WORK INSTRUCTION: Your answer is a number only: how many lines in the data below contain "Result"?

═══ EXERCISE DATA

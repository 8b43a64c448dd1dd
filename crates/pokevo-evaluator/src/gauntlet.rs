//! Gauntlet opponents.
//!
//! A gauntlet is an ordered list of [`OpponentRecord`]s. Records are plain strings so
//! they can be written by hand in a config file; [`OpponentRecord::to_spec`] resolves
//! them against the species, move, ability and nature tables.
//!
//! Effort strings use the usual `"<amount> <stat>"` pairs joined by `/`:
//!
//! ```
//! use pokevo_engine::StatTable;
//! use pokevo_evaluator::gauntlet::parse_evs;
//!
//! let evs = parse_evs("252 Atk / 6 SpD / 252 Spe").unwrap();
//! assert_eq!(evs, StatTable::new(0, 252, 0, 0, 6, 252));
//! ```

use std::sync::Arc;

use pokevo_engine::{
    Ability, CombatantSpec, MAX_MOVES, MoveId, Nature, SpecError, SpeciesData, StatKey, StatTable,
};
use serde::{Deserialize, Serialize};

#[derive(Debug, Clone, PartialEq, Eq, derive_more::Display, derive_more::Error)]
pub enum OpponentError {
    #[display("unknown species {name:?}")]
    UnknownSpecies { name: String },
    #[display("unknown move {name:?}")]
    UnknownMove { name: String },
    #[display("unknown ability {name:?}")]
    UnknownAbility { name: String },
    #[display("unknown nature {name:?}")]
    UnknownNature { name: String },
    #[display("malformed effort entry {entry:?}")]
    MalformedEffort { entry: String },
    #[display("{count} moves given, at most {} allowed", MAX_MOVES)]
    TooManyMoves { count: usize },
    #[display("invalid combatant: {source}")]
    InvalidSpec { source: SpecError },
}

/// A hand-written gauntlet entry.
#[derive(Debug, Clone, PartialEq, Eq, Serialize, Deserialize)]
pub struct OpponentRecord {
    pub name: String,
    pub moves: Vec<String>,
    pub ability: String,
    pub evs: String,
    pub nature: String,
}

impl OpponentRecord {
    fn new(name: &str, moves: [&str; MAX_MOVES], ability: &str, evs: &str, nature: &str) -> Self {
        Self {
            name: name.to_owned(),
            moves: moves.iter().map(|m| (*m).to_owned()).collect(),
            ability: ability.to_owned(),
            evs: evs.to_owned(),
            nature: nature.to_owned(),
        }
    }

    /// Resolves the record into a validated combatant spec.
    pub fn to_spec(&self) -> Result<CombatantSpec, OpponentError> {
        let species =
            SpeciesData::from_name(&self.name).ok_or_else(|| OpponentError::UnknownSpecies {
                name: self.name.clone(),
            })?;
        if self.moves.len() > MAX_MOVES {
            return Err(OpponentError::TooManyMoves {
                count: self.moves.len(),
            });
        }
        let moves = self
            .moves
            .iter()
            .map(|name| {
                MoveId::from_name(name).ok_or_else(|| OpponentError::UnknownMove { name: name.clone() })
            })
            .collect::<Result<_, _>>()?;
        let ability =
            Ability::from_name(&self.ability).ok_or_else(|| OpponentError::UnknownAbility {
                name: self.ability.clone(),
            })?;
        let nature =
            Nature::from_name(&self.nature).ok_or_else(|| OpponentError::UnknownNature {
                name: self.nature.clone(),
            })?;

        let spec = CombatantSpec {
            name: self.name.clone(),
            base_stats: species.base_stats,
            types: species.types.iter().copied().collect(),
            ability,
            nature,
            evs: parse_evs(&self.evs)?,
            moves,
        };
        spec.validate()
            .map_err(|source| OpponentError::InvalidSpec { source })?;
        Ok(spec)
    }
}

/// Parses an effort string such as `"252 HP / 252 Def / 6 SpD"`.
///
/// An empty string means no effort at all. Repeated stats accumulate.
pub fn parse_evs(s: &str) -> Result<StatTable<u16>, OpponentError> {
    let mut evs = StatTable::splat(0_u16);
    for entry in s.split('/').map(str::trim).filter(|e| !e.is_empty()) {
        let malformed = || OpponentError::MalformedEffort {
            entry: entry.to_owned(),
        };
        let (amount, stat) = entry.split_once(char::is_whitespace).ok_or_else(malformed)?;
        let amount: u16 = amount.parse().map_err(|_| malformed())?;
        let stat = StatKey::from_abbreviation(stat).ok_or_else(malformed)?;
        evs[stat] = evs[stat].saturating_add(amount);
    }
    Ok(evs)
}

/// Resolves every record, logging and dropping the ones that fail.
#[must_use]
pub fn resolve(records: &[OpponentRecord]) -> Vec<(String, Arc<CombatantSpec>)> {
    records
        .iter()
        .filter_map(|record| match record.to_spec() {
            Ok(spec) => Some((record.name.clone(), Arc::new(spec))),
            Err(e) => {
                log::warn!("invalid opponent data for {}, skipping: {e}", record.name);
                None
            }
        })
        .collect()
}

/// Opponents with status, setup and hazard moves.
#[must_use]
#[rustfmt::skip]
pub fn advanced_gauntlet() -> Vec<OpponentRecord> {
    vec![
        OpponentRecord::new("Garchomp", ["earthquake", "dragon-claw", "swords-dance", "stealth-rock"], "sand-veil", "252 Atk / 6 SpD / 252 Spe", "Jolly"),
        OpponentRecord::new("Gengar", ["shadow-ball", "focus-blast", "u-turn", "thunderbolt"], "levitate", "252 SpA / 6 SpD / 252 Spe", "Timid"),
        OpponentRecord::new("Scizor", ["bullet-punch", "swords-dance", "roost", "u-turn"], "technician", "248 HP / 252 Atk / 8 SpD", "Adamant"),
        OpponentRecord::new("Heatran", ["lava-plume", "earth-power", "stealth-rock", "protect"], "flash-fire", "252 HP / 6 SpA / 252 SpD", "Calm"),
        OpponentRecord::new("Salamence", ["dragon-dance", "dragon-claw", "earthquake", "roost"], "intimidate", "252 Atk / 6 Def / 252 Spe", "Jolly"),
        OpponentRecord::new("Blissey", ["seismic-toss", "toxic", "soft-boiled", "protect"], "natural-cure", "252 HP / 252 Def / 6 SpD", "Bold"),
        OpponentRecord::new("Tyranitar", ["stone-edge", "crunch", "earthquake", "dragon-dance"], "sand-stream", "252 Atk / 6 SpD / 252 Spe", "Jolly"),
        OpponentRecord::new("Lucario", ["close-combat", "swords-dance", "extreme-speed", "iron-head"], "inner-focus", "252 Atk / 6 SpD / 252 Spe", "Jolly"),
        OpponentRecord::new("Rotom", ["hydro-pump", "thunderbolt", "will-o-wisp", "shadow-ball"], "levitate", "252 HP / 252 SpA / 6 Spe", "Modest"),
    ]
}

/// The same opponents with all-out attacking movesets.
#[must_use]
#[rustfmt::skip]
pub fn simple_gauntlet() -> Vec<OpponentRecord> {
    vec![
        OpponentRecord::new("Garchomp", ["earthquake", "dragon-claw", "stone-edge", "fire-fang"], "sand-veil", "252 Atk / 6 SpD / 252 Spe", "Jolly"),
        OpponentRecord::new("Gengar", ["shadow-ball", "focus-blast", "sludge-bomb", "thunderbolt"], "levitate", "252 SpA / 6 SpD / 252 Spe", "Timid"),
        OpponentRecord::new("Scizor", ["bullet-punch", "bug-bite", "superpower", "u-turn"], "technician", "248 HP / 252 Atk / 8 SpD", "Adamant"),
        OpponentRecord::new("Heatran", ["lava-plume", "earth-power", "flash-cannon", "dark-pulse"], "flash-fire", "252 HP / 252 SpA / 6 SpD", "Modest"),
        OpponentRecord::new("Salamence", ["dragon-claw", "earthquake", "fire-blast", "hydro-pump"], "intimidate", "252 Atk / 6 Def / 252 Spe", "Jolly"),
        OpponentRecord::new("Blissey", ["ice-beam", "thunderbolt", "flamethrower", "shadow-ball"], "natural-cure", "252 HP / 252 Def / 6 SpA", "Modest"),
        OpponentRecord::new("Tyranitar", ["stone-edge", "crunch", "earthquake", "superpower"], "sand-stream", "252 Atk / 6 SpD / 252 Spe", "Jolly"),
        OpponentRecord::new("Lucario", ["close-combat", "shadow-claw", "stone-edge", "iron-head"], "inner-focus", "252 Atk / 6 SpD / 252 Spe", "Jolly"),
        OpponentRecord::new("Rotom", ["hydro-pump", "thunderbolt", "overheat", "shadow-ball"], "levitate", "252 HP / 252 SpA / 6 Spe", "Modest"),
    ]
}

══════

ANSWER: 3